Your task:
Print out each record, keeping it identical to the original.

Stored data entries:
╭──
impl Engine {
    pub fn new(config: RunConfig, targets: &[Sequence]) -> Result<Self> {
        config.validate()?;
        let catalog = TargetCatalog::new(targets, config.target_word_length, config.target_min_length)?;
        let matchers = targets
            .iter()
            .map(|t| SegmentMatcher::new(config.descriptor_for(t)?).with_context(|| format!("matcher for target '{}'", t.id)))
            .collect::<Result<Vec<_>>>()?;
        let descriptor = matchers.first().context("no targets")?.descriptor();
        let position = |key: &str| descriptor.position(key).with_context(|| format!("segment '{}' not in descriptor", key));
        let target_pos = position(&config.target_segment)?;
        let mask_pos = position(&config.mask_segment)?;
        let barcode_pos = config.barcode_segment.as_deref().map(position).transpose()?;
        let masks = config.mask_patterns()?;
        let mut row_offsets = Vec::with_capacity(targets.len());
        let mut rows = 0;
        for t in targets {
            row_offsets.push(rows);
            rows += if config.cotrans { t.len() + 1 - cotrans_first_end(&config, t.len()) } else { 1 };
        }
        log::info!(
            "engine ready: {} target(s), {} count rows, {} segments, masks {}",
            catalog.len(),
            rows,
            descriptor.len(),
            masks.iter().map(Mask::name).join("/")
        );
        Ok(Self {
            maker: FragmentMaker::new(config.fragment.clone()),
            config,
            catalog,
            matchers,
            masks,
            row_offsets,
            target_pos,
            mask_pos,
            barcode_pos,
        })
    }

    pub fn config(&self) -> &RunConfig {
        &self.config
    }

    pub fn catalog(&self) -> &TargetCatalog {
        &self.catalog
    }

    pub fn masks(&self) -> &[Mask] {
        &self.masks
    }

    /// 全零的计数，布局与本次运行一致
    pub fn counts_template(&self) -> Counts {
        let mut rows: Vec<(String, Vec<u8>)> = Vec::new();
        for t in self.catalog.targets() {
            if self.config.cotrans {
                for end in cotrans_first_end(&self.config, t.n())..=t.n() {
                    rows.push((format!("{}_{}", t.name, end), t.characters[..end].to_vec()));
                }
            } else {
                rows.push((t.name.clone(), t.characters.clone()));
            }
        }
        Counts::new(&self.masks, &rows).with_mutations(self.config.count_mutations, self.config.handle_indels)
    }

    /// 片段落在哪一行；cotrans 模式下末端短于最短长度时没有对应行
    fn row_for(&self, target: usize, end: usize) -> Option<usize> {
        let offset = self.row_offsets[target];
        if !self.config.cotrans {
            return Some(offset);
        }
        let first = cotrans_first_end(&self.config, self.catalog.get(target).n());
        (end >= first).then(|| offset + end - first)
    }

    pub fn new_tally(&self) -> Tally {
        Tally::new(self.counts_template())
    }

    /// 对已组装好的片段做路由、段匹配和掩码分类
    pub fn classify(&self, seq: &Sequence) -> Classification {
        let Some(hit) = self.catalog.find(&seq.characters) else {
            return Classification::failed(Failure::new(FailureKind::Target));
        };
        let res = self.matchers[hit.target].process(seq);
        if !res.success {
            let failure = res.failure.unwrap_or_else(|| Failure::new(FailureKind::Validation));
            return Classification { target: Some(hit.target), ..Classification::failed(failure) };
        }

        let mut class = Classification { target: Some(hit.target), ..Default::default() };
        let n = self.catalog.get(hit.target).n();
        match res.segment(self.target_pos) {
            Some(sr) => {
                class = class.with_target_events(sr);
                class.site = Some(sr.segment_start);
                class.end = Some(sr.segment_end());
                class.mutations = sr.error_count();
            }
            // 靶序列段为空：RT 在 3' 端就停止了
            None => {
                class.site = Some(n);
                class.end = Some(n);
            }
        }
        class.row = self.row_for(hit.target, class.end.unwrap_or(n));
        if class.row.is_none() {
            class.failure = Some(FailureKind::MinEnd);
            class.failed_segment = Some(self.config.target_segment.clone());
            return class;
        }
        class.barcode = self.barcode_pos.and_then(|i| res.subsequence(&seq.characters, i)).map(<[u8]>::to_vec);

        let mask_text = res.subsequence(&seq.characters, self.mask_pos).unwrap_or(&[]);
        match self.masks.iter().position(|m| m.matches(mask_text)) {
            Some(m) => class.mask = Some(m),
            None => {
                class.failure = Some(FailureKind::Mask);
                class.failed_segment = Some(self.config.mask_segment.clone());
            }
        }
        class
    }

    fn classify_pair(&self, pair: &ReadPair) -> Classification {
        let frag = self.maker.make(&pair.r1, &pair.r2);
        if !frag.success {
            let kind = frag.failure.unwrap_or(FailureKind::Fragment);
            return Classification::failed(Failure::new(kind)).with_fragment(&frag);
        }
        self.classify(&frag.seq).with_fragment(&frag)
    }

    /// 处理一个读段对；返回分类结果以及是否命中缓存
    pub fn process_pair(&self, pair: &ReadPair, cache: Option<&mut FragmentCache>) -> (Classification, bool) {
        let Some(cache) = cache else {
            return (self.classify_pair(pair), false);
        };
        if self.config.cache_by_mates {
            let key = mates_key(pair);
            if let Some(hit) = cache.get(&key) {
                return (hit.clone(), true);
            }
            let class = self.classify_pair(pair);
            cache.insert(key, class.clone());
            return (class, false);
        }

        let frag = self.maker.make(&pair.r1, &pair.r2);
        if !frag.success {
            let kind = frag.failure.unwrap_or(FailureKind::Fragment);
            return (Classification::failed(Failure::new(kind)).with_fragment(&frag), false);
        }
        let (class, hit) = match cache.get(&frag.seq.characters) {
            Some(c) => (c.clone(), true),
            None => {
                let c = self.classify(&frag.seq);
                cache.insert(frag.seq.characters.clone(), c.clone());
                (c, false)
            }
        };
        // overlap 属于这一对读段，而不是缓存里那一对
        (class.with_fragment(&frag), hit)
    }
}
╰──
Output for this exercise:
impl Engine {
    pub fn new(config: RunConfig, targets: &[Sequence]) -> Result<Self> {
        config.validate()?;
        let catalog = TargetCatalog::new(targets, config.target_word_length, config.target_min_length)?;
        let matchers = targets
            .iter()
            .map(|t| SegmentMatcher::new(config.descriptor_for(t)?).with_context(|| format!("matcher for target '{}'", t.id)))
            .collect::<Result<Vec<_>>>()?;
        let descriptor = matchers.first().context("no targets")?.descriptor();
        let position = |key: &str| descriptor.position(key).with_context(|| format!("segment '{}' not in descriptor", key));
        let target_pos = position(&config.target_segment)?;
        let mask_pos = position(&config.mask_segment)?;
        let barcode_pos = config.barcode_segment.as_deref().map(position).transpose()?;
        let masks = config.mask_patterns()?;
        let mut row_offsets = Vec::with_capacity(targets.len());
        let mut rows = 0;
        for t in targets {
            row_offsets.push(rows);
            rows += if config.cotrans { t.len() + 1 - cotrans_first_end(&config, t.len()) } else { 1 };
        }
        log::info!(
            "engine ready: {} target(s), {} count rows, {} segments, masks {}",
            catalog.len(),
            rows,
            descriptor.len(),
            masks.iter().map(Mask::name).join("/")
        );
        Ok(Self {
            maker: FragmentMaker::new(config.fragment.clone()),
            config,
            catalog,
            matchers,
            masks,
            row_offsets,
            target_pos,
            mask_pos,
            barcode_pos,
        })
    }

    pub fn config(&self) -> &RunConfig {
        &self.config
    }

    pub fn catalog(&self) -> &TargetCatalog {
        &self.catalog
    }

    pub fn masks(&self) -> &[Mask] {
        &self.masks
    }

    /// 全零的计数，布局与本次运行一致
    pub fn counts_template(&self) -> Counts {
        let mut rows: Vec<(String, Vec<u8>)> = Vec::new();
        for t in self.catalog.targets() {
            if self.config.cotrans {
                for end in cotrans_first_end(&self.config, t.n())..=t.n() {
                    rows.push((format!("{}_{}", t.name, end), t.characters[..end].to_vec()));
                }
            } else {
                rows.push((t.name.clone(), t.characters.clone()));
            }
        }
        Counts::new(&self.masks, &rows).with_mutations(self.config.count_mutations, self.config.handle_indels)
    }

    /// 片段落在哪一行；cotrans 模式下末端短于最短长度时没有对应行
    fn row_for(&self, target: usize, end: usize) -> Option<usize> {
        let offset = self.row_offsets[target];
        if !self.config.cotrans {
            return Some(offset);
        }
        let first = cotrans_first_end(&self.config, self.catalog.get(target).n());
        (end >= first).then(|| offset + end - first)
    }

    pub fn new_tally(&self) -> Tally {
        Tally::new(self.counts_template())
    }

    /// 对已组装好的片段做路由、段匹配和掩码分类
    pub fn classify(&self, seq: &Sequence) -> Classification {
        let Some(hit) = self.catalog.find(&seq.characters) else {
            return Classification::failed(Failure::new(FailureKind::Target));
        };
        let res = self.matchers[hit.target].process(seq);
        if !res.success {
            let failure = res.failure.unwrap_or_else(|| Failure::new(FailureKind::Validation));
            return Classification { target: Some(hit.target), ..Classification::failed(failure) };
        }

        let mut class = Classification { target: Some(hit.target), ..Default::default() };
        let n = self.catalog.get(hit.target).n();
        match res.segment(self.target_pos) {
            Some(sr) => {
                class = class.with_target_events(sr);
                class.site = Some(sr.segment_start);
                class.end = Some(sr.segment_end());
                class.mutations = sr.error_count();
            }
            // 靶序列段为空：RT 在 3' 端就停止了
            None => {
                class.site = Some(n);
                class.end = Some(n);
            }
        }
        class.row = self.row_for(hit.target, class.end.unwrap_or(n));
        if class.row.is_none() {
            class.failure = Some(FailureKind::MinEnd);
            class.failed_segment = Some(self.config.target_segment.clone());
            return class;
        }
        class.barcode = self.barcode_pos.and_then(|i| res.subsequence(&seq.characters, i)).map(<[u8]>::to_vec);

        let mask_text = res.subsequence(&seq.characters, self.mask_pos).unwrap_or(&[]);
        match self.masks.iter().position(|m| m.matches(mask_text)) {
            Some(m) => class.mask = Some(m),
            None => {
                class.failure = Some(FailureKind::Mask);
                class.failed_segment = Some(self.config.mask_segment.clone());
            }
        }
        class
    }

    fn classify_pair(&self, pair: &ReadPair) -> Classification {
        let frag = self.maker.make(&pair.r1, &pair.r2);
        if !frag.success {
            let kind = frag.failure.unwrap_or(FailureKind::Fragment);
            return Classification::failed(Failure::new(kind)).with_fragment(&frag);
        }
        self.classify(&frag.seq).with_fragment(&frag)
    }

    /// 处理一个读段对；返回分类结果以及是否命中缓存
    pub fn process_pair(&self, pair: &ReadPair, cache: Option<&mut FragmentCache>) -> (Classification, bool) {
        let Some(cache) = cache else {
            return (self.classify_pair(pair), false);
        };
        if self.config.cache_by_mates {
            let key = mates_key(pair);
            if let Some(hit) = cache.get(&key) {
                return (hit.clone(), true);
            }
            let class = self.classify_pair(pair);
            cache.insert(key, class.clone());
            return (class, false);
        }

        let frag = self.maker.make(&pair.r1, &pair.r2);
        if !frag.success {
            let kind = frag.failure.unwrap_or(FailureKind::Fragment);
            return (Classification::failed(Failure::new(kind)).with_fragment(&frag), false);
        }
        let (class, hit) = match cache.get(&frag.seq.characters) {
            Some(c) => (c.clone(), true),
            None => {
                let c = self.classify(&frag.seq);
                cache.insert(frag.seq.characters.clone(), c.clone());
                (c, false)
            }
        };
        // overlap 属于这一对读段，而不是缓存里那一对
        (class.with_fragment(&frag), hit)
    }
}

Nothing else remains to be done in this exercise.